╭─ DATASET CONTENT

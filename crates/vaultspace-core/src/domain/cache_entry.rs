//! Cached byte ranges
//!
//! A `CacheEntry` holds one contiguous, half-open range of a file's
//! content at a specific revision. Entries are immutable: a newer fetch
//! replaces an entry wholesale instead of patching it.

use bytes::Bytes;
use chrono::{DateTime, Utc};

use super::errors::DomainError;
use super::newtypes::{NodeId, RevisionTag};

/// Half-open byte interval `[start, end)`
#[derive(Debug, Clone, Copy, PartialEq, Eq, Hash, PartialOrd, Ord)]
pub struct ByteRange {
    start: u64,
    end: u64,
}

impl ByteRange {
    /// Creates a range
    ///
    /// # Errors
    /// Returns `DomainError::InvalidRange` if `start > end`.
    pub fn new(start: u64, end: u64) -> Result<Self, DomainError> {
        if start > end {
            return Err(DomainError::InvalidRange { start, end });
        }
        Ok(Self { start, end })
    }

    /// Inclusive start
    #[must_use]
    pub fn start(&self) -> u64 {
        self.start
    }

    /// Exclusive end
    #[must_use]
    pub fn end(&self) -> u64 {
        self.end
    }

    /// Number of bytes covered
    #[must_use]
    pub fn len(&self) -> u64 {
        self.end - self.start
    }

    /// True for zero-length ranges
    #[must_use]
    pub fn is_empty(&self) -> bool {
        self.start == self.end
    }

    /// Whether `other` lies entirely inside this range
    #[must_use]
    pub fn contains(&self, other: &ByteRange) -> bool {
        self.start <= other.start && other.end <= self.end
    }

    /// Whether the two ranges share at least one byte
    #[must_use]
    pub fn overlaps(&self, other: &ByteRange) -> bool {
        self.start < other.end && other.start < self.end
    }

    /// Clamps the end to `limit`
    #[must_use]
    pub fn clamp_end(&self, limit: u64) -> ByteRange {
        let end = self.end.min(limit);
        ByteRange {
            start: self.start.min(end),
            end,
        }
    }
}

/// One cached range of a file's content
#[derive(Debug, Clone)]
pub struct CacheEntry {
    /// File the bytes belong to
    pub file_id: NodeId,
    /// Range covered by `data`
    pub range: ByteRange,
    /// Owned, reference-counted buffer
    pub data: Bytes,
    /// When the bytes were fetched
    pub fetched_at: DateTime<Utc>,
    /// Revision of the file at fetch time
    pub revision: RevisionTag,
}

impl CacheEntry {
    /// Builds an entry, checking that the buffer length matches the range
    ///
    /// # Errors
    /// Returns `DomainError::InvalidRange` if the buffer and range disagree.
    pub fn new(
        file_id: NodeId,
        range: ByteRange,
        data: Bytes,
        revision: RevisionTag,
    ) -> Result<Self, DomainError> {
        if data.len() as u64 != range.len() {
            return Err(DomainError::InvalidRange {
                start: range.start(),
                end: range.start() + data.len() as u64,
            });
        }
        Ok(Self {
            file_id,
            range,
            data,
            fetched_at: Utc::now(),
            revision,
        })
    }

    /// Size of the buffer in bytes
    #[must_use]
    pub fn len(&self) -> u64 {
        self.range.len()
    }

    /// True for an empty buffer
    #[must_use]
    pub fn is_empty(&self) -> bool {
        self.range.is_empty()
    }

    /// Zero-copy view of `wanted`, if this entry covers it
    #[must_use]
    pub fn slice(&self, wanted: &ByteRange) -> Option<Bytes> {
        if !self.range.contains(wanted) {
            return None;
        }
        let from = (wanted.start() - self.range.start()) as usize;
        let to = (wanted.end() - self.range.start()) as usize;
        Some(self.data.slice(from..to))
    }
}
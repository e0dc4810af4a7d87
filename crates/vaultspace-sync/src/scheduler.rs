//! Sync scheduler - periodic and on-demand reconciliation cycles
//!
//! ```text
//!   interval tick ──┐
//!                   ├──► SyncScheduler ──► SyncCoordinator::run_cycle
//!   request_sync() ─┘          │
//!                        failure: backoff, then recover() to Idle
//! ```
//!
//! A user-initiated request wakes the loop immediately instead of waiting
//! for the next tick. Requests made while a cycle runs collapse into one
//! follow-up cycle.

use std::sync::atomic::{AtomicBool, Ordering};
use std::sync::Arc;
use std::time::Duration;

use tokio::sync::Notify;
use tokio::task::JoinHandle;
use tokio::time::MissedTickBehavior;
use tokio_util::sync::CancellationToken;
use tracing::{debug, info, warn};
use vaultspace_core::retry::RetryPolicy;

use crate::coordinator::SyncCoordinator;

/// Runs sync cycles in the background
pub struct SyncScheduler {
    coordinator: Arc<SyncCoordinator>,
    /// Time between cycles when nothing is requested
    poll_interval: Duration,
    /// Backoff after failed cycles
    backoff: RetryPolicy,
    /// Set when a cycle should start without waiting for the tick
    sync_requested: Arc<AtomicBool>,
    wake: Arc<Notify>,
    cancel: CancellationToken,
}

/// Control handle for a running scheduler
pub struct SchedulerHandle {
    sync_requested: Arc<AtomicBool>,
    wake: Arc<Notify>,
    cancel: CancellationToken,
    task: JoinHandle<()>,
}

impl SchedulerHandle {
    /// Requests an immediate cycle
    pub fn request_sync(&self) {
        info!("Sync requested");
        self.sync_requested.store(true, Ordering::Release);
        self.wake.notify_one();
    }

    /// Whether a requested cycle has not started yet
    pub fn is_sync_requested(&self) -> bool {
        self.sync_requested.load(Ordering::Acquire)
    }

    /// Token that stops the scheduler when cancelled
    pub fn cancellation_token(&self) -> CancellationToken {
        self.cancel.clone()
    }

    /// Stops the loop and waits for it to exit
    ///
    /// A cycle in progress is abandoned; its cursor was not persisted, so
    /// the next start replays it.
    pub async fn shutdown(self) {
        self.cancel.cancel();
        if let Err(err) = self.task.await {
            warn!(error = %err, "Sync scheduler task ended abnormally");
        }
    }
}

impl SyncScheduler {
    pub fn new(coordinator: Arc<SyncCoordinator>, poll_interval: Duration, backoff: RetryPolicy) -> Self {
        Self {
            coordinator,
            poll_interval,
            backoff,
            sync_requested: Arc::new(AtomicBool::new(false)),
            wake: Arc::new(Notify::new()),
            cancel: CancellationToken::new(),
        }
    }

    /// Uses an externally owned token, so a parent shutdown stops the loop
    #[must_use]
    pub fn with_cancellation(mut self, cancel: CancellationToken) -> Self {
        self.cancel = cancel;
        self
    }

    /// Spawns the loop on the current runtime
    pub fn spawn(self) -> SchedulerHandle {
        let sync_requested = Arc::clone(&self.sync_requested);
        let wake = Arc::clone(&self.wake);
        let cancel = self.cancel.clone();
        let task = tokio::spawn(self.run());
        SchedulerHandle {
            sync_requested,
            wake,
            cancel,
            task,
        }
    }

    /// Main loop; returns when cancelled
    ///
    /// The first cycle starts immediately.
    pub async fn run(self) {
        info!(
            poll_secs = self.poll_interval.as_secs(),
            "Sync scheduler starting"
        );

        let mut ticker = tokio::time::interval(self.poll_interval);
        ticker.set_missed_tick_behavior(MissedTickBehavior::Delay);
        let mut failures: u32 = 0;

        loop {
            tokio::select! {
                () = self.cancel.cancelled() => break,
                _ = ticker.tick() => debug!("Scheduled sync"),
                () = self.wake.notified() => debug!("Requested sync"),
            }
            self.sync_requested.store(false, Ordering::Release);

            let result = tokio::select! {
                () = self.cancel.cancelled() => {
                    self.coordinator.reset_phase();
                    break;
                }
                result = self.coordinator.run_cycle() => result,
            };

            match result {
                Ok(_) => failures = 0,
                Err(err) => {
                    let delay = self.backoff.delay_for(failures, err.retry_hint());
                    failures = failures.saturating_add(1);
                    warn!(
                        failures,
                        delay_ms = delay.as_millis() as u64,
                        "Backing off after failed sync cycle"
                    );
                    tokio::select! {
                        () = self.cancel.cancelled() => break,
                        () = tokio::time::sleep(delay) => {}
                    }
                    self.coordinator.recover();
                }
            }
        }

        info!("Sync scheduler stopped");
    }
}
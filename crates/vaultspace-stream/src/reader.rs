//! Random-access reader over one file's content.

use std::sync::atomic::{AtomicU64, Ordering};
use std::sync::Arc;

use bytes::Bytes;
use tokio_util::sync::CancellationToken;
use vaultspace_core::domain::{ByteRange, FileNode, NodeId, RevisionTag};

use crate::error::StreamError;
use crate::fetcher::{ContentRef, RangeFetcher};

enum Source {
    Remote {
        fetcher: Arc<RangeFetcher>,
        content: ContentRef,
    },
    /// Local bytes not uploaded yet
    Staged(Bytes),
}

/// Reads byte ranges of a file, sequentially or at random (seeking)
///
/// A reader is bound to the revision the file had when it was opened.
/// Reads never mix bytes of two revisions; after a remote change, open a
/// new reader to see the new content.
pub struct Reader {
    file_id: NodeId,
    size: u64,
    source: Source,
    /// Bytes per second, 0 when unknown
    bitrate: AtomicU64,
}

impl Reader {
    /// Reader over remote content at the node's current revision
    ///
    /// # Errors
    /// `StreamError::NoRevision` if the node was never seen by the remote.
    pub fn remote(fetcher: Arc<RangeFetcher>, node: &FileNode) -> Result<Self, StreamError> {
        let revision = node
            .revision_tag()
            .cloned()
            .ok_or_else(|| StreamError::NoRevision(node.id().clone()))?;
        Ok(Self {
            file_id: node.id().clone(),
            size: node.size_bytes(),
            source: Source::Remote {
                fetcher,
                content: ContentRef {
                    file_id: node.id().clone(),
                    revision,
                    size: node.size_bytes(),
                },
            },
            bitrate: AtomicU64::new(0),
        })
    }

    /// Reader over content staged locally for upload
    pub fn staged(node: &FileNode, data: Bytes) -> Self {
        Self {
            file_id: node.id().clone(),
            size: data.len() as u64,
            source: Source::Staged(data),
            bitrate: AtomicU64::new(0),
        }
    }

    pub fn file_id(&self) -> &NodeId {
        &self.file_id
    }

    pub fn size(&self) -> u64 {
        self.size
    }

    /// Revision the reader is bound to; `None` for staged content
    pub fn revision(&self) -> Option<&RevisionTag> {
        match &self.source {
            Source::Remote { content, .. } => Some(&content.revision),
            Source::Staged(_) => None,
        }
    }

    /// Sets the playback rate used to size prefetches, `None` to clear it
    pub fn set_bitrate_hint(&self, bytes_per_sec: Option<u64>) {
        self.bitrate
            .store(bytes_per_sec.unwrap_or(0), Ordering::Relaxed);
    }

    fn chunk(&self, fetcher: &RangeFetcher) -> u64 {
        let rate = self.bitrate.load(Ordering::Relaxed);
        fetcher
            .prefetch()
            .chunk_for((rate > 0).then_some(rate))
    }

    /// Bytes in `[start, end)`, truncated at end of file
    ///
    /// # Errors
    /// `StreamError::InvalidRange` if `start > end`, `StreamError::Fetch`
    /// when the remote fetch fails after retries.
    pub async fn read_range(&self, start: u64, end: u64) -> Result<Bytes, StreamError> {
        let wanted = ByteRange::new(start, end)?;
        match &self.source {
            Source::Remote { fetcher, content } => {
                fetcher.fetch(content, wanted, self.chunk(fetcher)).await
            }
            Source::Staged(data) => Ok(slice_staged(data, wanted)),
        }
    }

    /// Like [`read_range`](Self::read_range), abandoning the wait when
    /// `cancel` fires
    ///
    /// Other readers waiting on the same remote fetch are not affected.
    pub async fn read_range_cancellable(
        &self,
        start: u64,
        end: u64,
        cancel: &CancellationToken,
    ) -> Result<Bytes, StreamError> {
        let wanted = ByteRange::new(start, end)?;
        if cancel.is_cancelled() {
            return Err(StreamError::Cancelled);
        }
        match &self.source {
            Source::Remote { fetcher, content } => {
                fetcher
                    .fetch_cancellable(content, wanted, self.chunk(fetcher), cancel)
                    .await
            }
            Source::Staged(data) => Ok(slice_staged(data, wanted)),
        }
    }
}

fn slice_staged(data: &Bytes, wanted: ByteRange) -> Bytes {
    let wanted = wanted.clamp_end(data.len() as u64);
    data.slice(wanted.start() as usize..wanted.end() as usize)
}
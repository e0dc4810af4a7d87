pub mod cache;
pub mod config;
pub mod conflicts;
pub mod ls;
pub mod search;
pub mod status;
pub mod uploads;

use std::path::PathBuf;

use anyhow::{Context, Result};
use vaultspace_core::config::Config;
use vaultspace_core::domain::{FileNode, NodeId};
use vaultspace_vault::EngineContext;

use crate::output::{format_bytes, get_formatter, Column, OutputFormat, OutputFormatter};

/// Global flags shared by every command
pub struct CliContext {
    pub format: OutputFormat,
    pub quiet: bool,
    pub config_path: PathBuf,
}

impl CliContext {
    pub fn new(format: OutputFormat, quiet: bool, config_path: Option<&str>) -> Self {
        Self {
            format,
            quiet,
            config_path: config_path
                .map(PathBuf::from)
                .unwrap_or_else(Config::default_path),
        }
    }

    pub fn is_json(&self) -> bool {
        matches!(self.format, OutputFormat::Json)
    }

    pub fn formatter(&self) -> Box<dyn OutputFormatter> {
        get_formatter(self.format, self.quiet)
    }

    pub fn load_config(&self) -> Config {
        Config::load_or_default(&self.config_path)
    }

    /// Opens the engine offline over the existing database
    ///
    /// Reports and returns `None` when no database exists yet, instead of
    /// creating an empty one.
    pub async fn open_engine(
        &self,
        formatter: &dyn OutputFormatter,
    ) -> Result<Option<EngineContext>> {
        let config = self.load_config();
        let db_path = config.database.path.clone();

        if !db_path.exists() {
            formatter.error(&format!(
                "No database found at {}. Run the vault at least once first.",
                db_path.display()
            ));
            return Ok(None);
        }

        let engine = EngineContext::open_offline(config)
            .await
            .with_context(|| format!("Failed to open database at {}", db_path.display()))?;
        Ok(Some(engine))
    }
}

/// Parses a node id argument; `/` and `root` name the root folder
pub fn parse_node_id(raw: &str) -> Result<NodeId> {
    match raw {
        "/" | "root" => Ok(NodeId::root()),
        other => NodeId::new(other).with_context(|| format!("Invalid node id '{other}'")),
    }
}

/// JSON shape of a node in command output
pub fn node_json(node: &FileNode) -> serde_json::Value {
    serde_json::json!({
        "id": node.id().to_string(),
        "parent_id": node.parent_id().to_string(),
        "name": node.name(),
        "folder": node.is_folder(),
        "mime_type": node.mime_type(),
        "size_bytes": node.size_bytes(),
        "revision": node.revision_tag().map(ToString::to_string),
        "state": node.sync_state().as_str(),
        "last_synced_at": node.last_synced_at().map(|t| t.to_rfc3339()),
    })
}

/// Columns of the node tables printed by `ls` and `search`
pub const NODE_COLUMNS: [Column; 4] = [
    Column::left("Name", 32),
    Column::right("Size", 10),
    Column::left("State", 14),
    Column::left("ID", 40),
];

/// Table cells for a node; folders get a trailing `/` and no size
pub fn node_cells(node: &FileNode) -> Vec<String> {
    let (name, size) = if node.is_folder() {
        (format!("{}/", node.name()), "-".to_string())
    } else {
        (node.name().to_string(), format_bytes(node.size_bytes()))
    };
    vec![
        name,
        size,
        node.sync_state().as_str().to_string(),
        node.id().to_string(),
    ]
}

╰─

Lines to set down from above: the line with "data.slice(wanted.start() as usize..wanted.end()", the line with "an empty one.", and every line between, each exactly as written.

● SOLUTION:
    data.slice(wanted.start() as usize..wanted.end() as usize)
}
repository e0dc4810af4a7d87
pub mod cache;
pub mod config;
pub mod conflicts;
pub mod ls;
pub mod search;
pub mod status;
pub mod uploads;

use std::path::PathBuf;

use anyhow::{Context, Result};
use vaultspace_core::config::Config;
use vaultspace_core::domain::{FileNode, NodeId};
use vaultspace_vault::EngineContext;

use crate::output::{format_bytes, get_formatter, Column, OutputFormat, OutputFormatter};

/// Global flags shared by every command
pub struct CliContext {
    pub format: OutputFormat,
    pub quiet: bool,
    pub config_path: PathBuf,
}

impl CliContext {
    pub fn new(format: OutputFormat, quiet: bool, config_path: Option<&str>) -> Self {
        Self {
            format,
            quiet,
            config_path: config_path
                .map(PathBuf::from)
                .unwrap_or_else(Config::default_path),
        }
    }

    pub fn is_json(&self) -> bool {
        matches!(self.format, OutputFormat::Json)
    }

    pub fn formatter(&self) -> Box<dyn OutputFormatter> {
        get_formatter(self.format, self.quiet)
    }

    pub fn load_config(&self) -> Config {
        Config::load_or_default(&self.config_path)
    }

    /// Opens the engine offline over the existing database
    ///
    /// Reports and returns `None` when no database exists yet, instead of
    /// creating an empty one.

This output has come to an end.